(Dataset entries)
════════════════════

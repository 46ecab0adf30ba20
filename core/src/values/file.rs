use super::date::{DATE_TIME_FORMAT, format_date};
use chrono::NaiveDateTime;

/// Snapshot of a file's filesystem metadata.
///
/// Timestamps are `None` when the platform or filesystem does not report
/// them.
#[derive(Debug, Clone, PartialEq, Eq, Default)]
pub struct FileMetadata {
    pub exists: bool,
    pub created: Option<NaiveDateTime>,
    pub modified: Option<NaiveDateTime>,
    pub accessed: Option<NaiveDateTime>,
}

impl FileMetadata {
    pub fn missing() -> Self {
        Self::default()
    }
}

/// Render a file value.
///
/// Without a format this is the full path, whether or not the file exists.
/// `createtime`, `edittime`/`lastwritetime` and `accesstime`/`lastaccesstime`
/// select a timestamp; any other format is a date pattern applied to the
/// creation time. Missing files and unavailable timestamps render as `""`.
pub fn format_file(path: &str, meta: &FileMetadata, format: Option<&str>) -> String {
    let Some(format) = format.filter(|f| !f.is_empty()) else {
        return path.to_string();
    };
    if !meta.exists {
        return String::new();
    }

    let timestamp = |t: Option<NaiveDateTime>| {
        t.map(|t| t.format(DATE_TIME_FORMAT).to_string())
            .unwrap_or_default()
    };
    match format.to_ascii_lowercase().as_str() {
        "createtime" => timestamp(meta.created),
        "edittime" | "lastwritetime" => timestamp(meta.modified),
        "accesstime" | "lastaccesstime" => timestamp(meta.accessed),
        _ => match meta.created {
            Some(created) => format_date(&created, format)
                .unwrap_or_else(|| created.format(DATE_TIME_FORMAT).to_string()),
            None => String::new(),
        },
    }
}
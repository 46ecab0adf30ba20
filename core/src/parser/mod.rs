mod ast;
pub mod parser;
mod syntax;

// Re-export the parser and rule enum for external use
pub use parser::Rule;
pub use parser::TemplateParser;
pub use parser::parse;

pub use ast::{AstNode, FormatTarget, Literal, TemplateNode};
pub use syntax::Span;
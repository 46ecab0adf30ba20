// Source positions shared by the AST and the diagnostics it feeds.

use core::ops::Range;

#[derive(Debug, Clone, PartialEq, Eq, Hash)]
pub struct Span(pub Range<usize>);

impl Span {
    pub fn new(start: usize, end: usize) -> Self {
        Self(start..end)
    }
    pub fn str_of<'a>(&self, source: &'a str) -> &'a str {
        source.get(self.0.clone()).unwrap_or("")
    }
}

impl From<pest::Span<'_>> for Span {
    fn from(s: pest::Span<'_>) -> Self {
        Self(s.start()..s.end())
    }
}
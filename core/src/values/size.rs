//! File size formatting.

const UNITS: [&str; 5] = ["B", "KB", "MB", "GB", "TB"];
const DEFAULT_DECIMALS: usize = 2;
const MAX_DECIMALS: usize = 99;

/// Render a byte count.
///
/// - no format: auto-scaled unit with two decimals (`1.50 MB`)
/// - `1b`, `1kb`, `1mb`: fixed unit (case-insensitive)
/// - `.Nf`: auto-scaled unit with `N` decimals
///
/// Unrecognized formats use the default. Zero bytes is always `0 B`.
pub fn format_size(bytes: u64, format: Option<&str>) -> String {
    if bytes == 0 {
        return "0 B".to_string();
    }
    let Some(format) = format.filter(|f| !f.is_empty()) else {
        return auto_scaled(bytes, DEFAULT_DECIMALS);
    };

    if format.eq_ignore_ascii_case("1b") {
        format!("{bytes} B")
    } else if format.eq_ignore_ascii_case("1kb") {
        format!("{} KB", fixed(bytes as f64 / 1024.0, 0))
    } else if format.eq_ignore_ascii_case("1mb") {
        format!("{} MB", fixed(bytes as f64 / (1024.0 * 1024.0), 2))
    } else if let Some(decimals) = format
        .strip_prefix('.')
        .and_then(|f| f.strip_suffix('f'))
    {
        let decimals = match decimals.parse::<usize>() {
            Ok(d) if d <= MAX_DECIMALS => d,
            _ => DEFAULT_DECIMALS,
        };
        auto_scaled(bytes, decimals)
    } else {
        auto_scaled(bytes, DEFAULT_DECIMALS)
    }
}

fn auto_scaled(bytes: u64, decimals: usize) -> String {
    let mut size = bytes as f64;
    let mut unit = 0;
    while size >= 1024.0 && unit < UNITS.len() - 1 {
        size /= 1024.0;
        unit += 1;
    }
    format!("{} {}", fixed(size, decimals), UNITS[unit])
}

// Fixed-point rendering that rounds halves away from zero.
fn fixed(value: f64, decimals: usize) -> String {
    let factor = 10f64.powi(decimals as i32);
    let rounded = (value * factor).round() / factor;
    format!("{rounded:.decimals$}")
}
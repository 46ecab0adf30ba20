//! Runtime values and their methods.

pub mod date;
mod file;
mod image;
mod method;
mod number;
mod raw;
mod size;
mod string;
mod value;

pub use file::{FileMetadata, format_file};
pub use image::{ImageInfo, format_image};
pub use method::Method;
pub use number::format_number;
pub use raw::RawValue;
pub use size::format_size;
pub use string::slice_chars;
pub use value::{IndexValue, Value};

#[cfg(test)]
mod date_test;
#[cfg(test)]
mod display_test;
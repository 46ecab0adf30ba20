//! Arithmetic over the sequence index: `2i+1`, `(i+1)*3`, `i/2`.
//!
//! Expressions are normalized (blanks stripped, implicit multiplication such
//! as `2i` or `i2` made explicit), parsed once into an [`IndexProgram`], and
//! then evaluated in `f64` for any number of indices. The result is rounded
//! to the nearest integer, ties to even.

use super::format_index;
use tracing::trace;

#[derive(Debug, Clone, Copy, PartialEq)]
enum BinaryOp {
    Add,
    Sub,
    Mul,
    Div,
}

#[derive(Debug, Clone, PartialEq)]
enum Expr {
    Index,
    Number(f64),
    Neg(Box<Expr>),
    Binary {
        op: BinaryOp,
        left: Box<Expr>,
        right: Box<Expr>,
    },
}

#[derive(Debug, Clone, Copy, PartialEq)]
enum Token {
    Number(f64),
    Index,
    Op(BinaryOp),
    LParen,
    RParen,
}

/// A parsed index expression.
///
/// Expressions that fail to parse still produce a program; it evaluates to
/// the index unchanged.
#[derive(Debug, Clone, PartialEq)]
pub struct IndexProgram {
    source: String,
    expr: Option<Expr>,
}

impl IndexProgram {
    pub fn compile(source: &str) -> Self {
        let expr = normalize(source)
            .and_then(|normalized| tokenize(&normalized))
            .and_then(|tokens| Parser::new(&tokens).parse());
        if expr.is_none() {
            trace!(expression = source, "index expression rejected, using the raw index");
        }
        Self {
            source: source.to_string(),
            expr,
        }
    }

    pub fn source(&self) -> &str {
        &self.source
    }

    pub fn is_valid(&self) -> bool {
        self.expr.is_some()
    }

    /// Evaluate for `index`. Invalid programs, non-finite results and
    /// results outside the `i64` range yield `index` itself.
    pub fn eval(&self, index: i64) -> i64 {
        let Some(expr) = &self.expr else {
            return index;
        };
        let value = eval_expr(expr, index as f64).round_ties_even();
        if value.is_finite() && value >= i64::MIN as f64 && value < i64::MAX as f64 {
            value as i64
        } else {
            trace!(expression = %self.source, index, "index expression out of range, using the raw index");
            index
        }
    }

    pub fn render(&self, index: i64, format: Option<&str>) -> String {
        format_index(self.eval(index), format)
    }
}

fn eval_expr(expr: &Expr, index: f64) -> f64 {
    match expr {
        Expr::Index => index,
        Expr::Number(n) => *n,
        Expr::Neg(inner) => -eval_expr(inner, index),
        Expr::Binary { op, left, right } => {
            let (l, r) = (eval_expr(left, index), eval_expr(right, index));
            match op {
                BinaryOp::Add => l + r,
                BinaryOp::Sub => l - r,
                BinaryOp::Mul => l * r,
                BinaryOp::Div => l / r,
            }
        }
    }
}

// ============================================================================
// Normalization and tokens
// ============================================================================

fn is_index_char(c: char) -> bool {
    c == 'i' || c == 'I'
}

/// Strip blanks and make `2i` / `i2` multiplications explicit.
fn normalize(source: &str) -> Option<String> {
    let mut out = String::with_capacity(source.len() + 4);
    let mut previous: Option<char> = None;
    for c in source.chars().filter(|c| !c.is_whitespace()) {
        if let Some(p) = previous {
            let implicit = (p.is_ascii_digit() && is_index_char(c))
                || (is_index_char(p) && c.is_ascii_digit());
            if implicit {
                out.push('*');
            }
        }
        out.push(c);
        previous = Some(c);
    }
    if out.is_empty() { None } else { Some(out) }
}

fn tokenize(normalized: &str) -> Option<Vec<Token>> {
    let chars: Vec<char> = normalized.chars().collect();
    let is_word = |c: Option<&char>| c.is_some_and(|c| c.is_alphanumeric() || *c == '_');
    let mut tokens = Vec::new();
    let mut i = 0;

    while i < chars.len() {
        let c = chars[i];
        let token = match c {
            '+' => Token::Op(BinaryOp::Add),
            '-' => Token::Op(BinaryOp::Sub),
            '*' => Token::Op(BinaryOp::Mul),
            '/' => Token::Op(BinaryOp::Div),
            '(' => Token::LParen,
            ')' => Token::RParen,
            // `i` only stands for the index when it is a word of its own.
            'i' | 'I' => {
                if is_word(i.checked_sub(1).and_then(|p| chars.get(p))) || is_word(chars.get(i + 1)) {
                    return None;
                }
                Token::Index
            }
            '0'..='9' | '.' => {
                let len = chars[i..]
                    .iter()
                    .take_while(|c| c.is_ascii_digit() || **c == '.')
                    .count();
                let literal: String = chars[i..i + len].iter().collect();
                if literal == "." || literal.matches('.').count() > 1 {
                    return None;
                }
                tokens.push(Token::Number(literal.parse().ok()?));
                i += len;
                continue;
            }
            _ => return None,
        };
        tokens.push(token);
        i += 1;
    }
    Some(tokens)
}

// ============================================================================
// Recursive-descent parser
// ============================================================================

// Nesting limit for parentheses and unary signs.
const MAX_DEPTH: usize = 64;

struct Parser<'a> {
    tokens: &'a [Token],
    pos: usize,
    depth: usize,
}

impl<'a> Parser<'a> {
    fn new(tokens: &'a [Token]) -> Self {
        Self {
            tokens,
            pos: 0,
            depth: 0,
        }
    }

    fn parse(mut self) -> Option<Expr> {
        let expr = self.expression()?;
        if self.pos == self.tokens.len() { Some(expr) } else { None }
    }

    fn peek(&self) -> Option<Token> {
        self.tokens.get(self.pos).copied()
    }

    fn expression(&mut self) -> Option<Expr> {
        let mut left = self.term()?;
        while let Some(Token::Op(op @ (BinaryOp::Add | BinaryOp::Sub))) = self.peek() {
            self.pos += 1;
            let right = self.term()?;
            left = Expr::Binary {
                op,
                left: Box::new(left),
                right: Box::new(right),
            };
        }
        Some(left)
    }

    fn term(&mut self) -> Option<Expr> {
        let mut left = self.unary()?;
        while let Some(Token::Op(op @ (BinaryOp::Mul | BinaryOp::Div))) = self.peek() {
            self.pos += 1;
            let right = self.unary()?;
            left = Expr::Binary {
                op,
                left: Box::new(left),
                right: Box::new(right),
            };
        }
        Some(left)
    }

    fn unary(&mut self) -> Option<Expr> {
        if self.depth >= MAX_DEPTH {
            return None;
        }
        self.depth += 1;
        let expr = self.signed();
        self.depth -= 1;
        expr
    }

    fn signed(&mut self) -> Option<Expr> {
        match self.peek()? {
            Token::Op(BinaryOp::Sub) => {
                self.pos += 1;
                Some(Expr::Neg(Box::new(self.unary()?)))
            }
            Token::Op(BinaryOp::Add) => {
                self.pos += 1;
                self.unary()
            }
            _ => self.primary(),
        }
    }

    fn primary(&mut self) -> Option<Expr> {
        let token = self.peek()?;
        self.pos += 1;
        match token {
            Token::Number(n) => Some(Expr::Number(n)),
            Token::Index => Some(Expr::Index),
            Token::LParen => {
                let inner = self.expression()?;
                match self.peek()? {
                    Token::RParen => {
                        self.pos += 1;
                        Some(inner)
                    }
                    _ => None,
                }
            }
            Token::Op(_) | Token::RParen => None,
        }
    }
}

════════════════════

BRIEF: Whenever a line in the entries holds the word "factor", copy that line.

TASK RESULT:
    let factor = 10f64.powi(decimals as i32);
    let rounded = (value * factor).round() / factor;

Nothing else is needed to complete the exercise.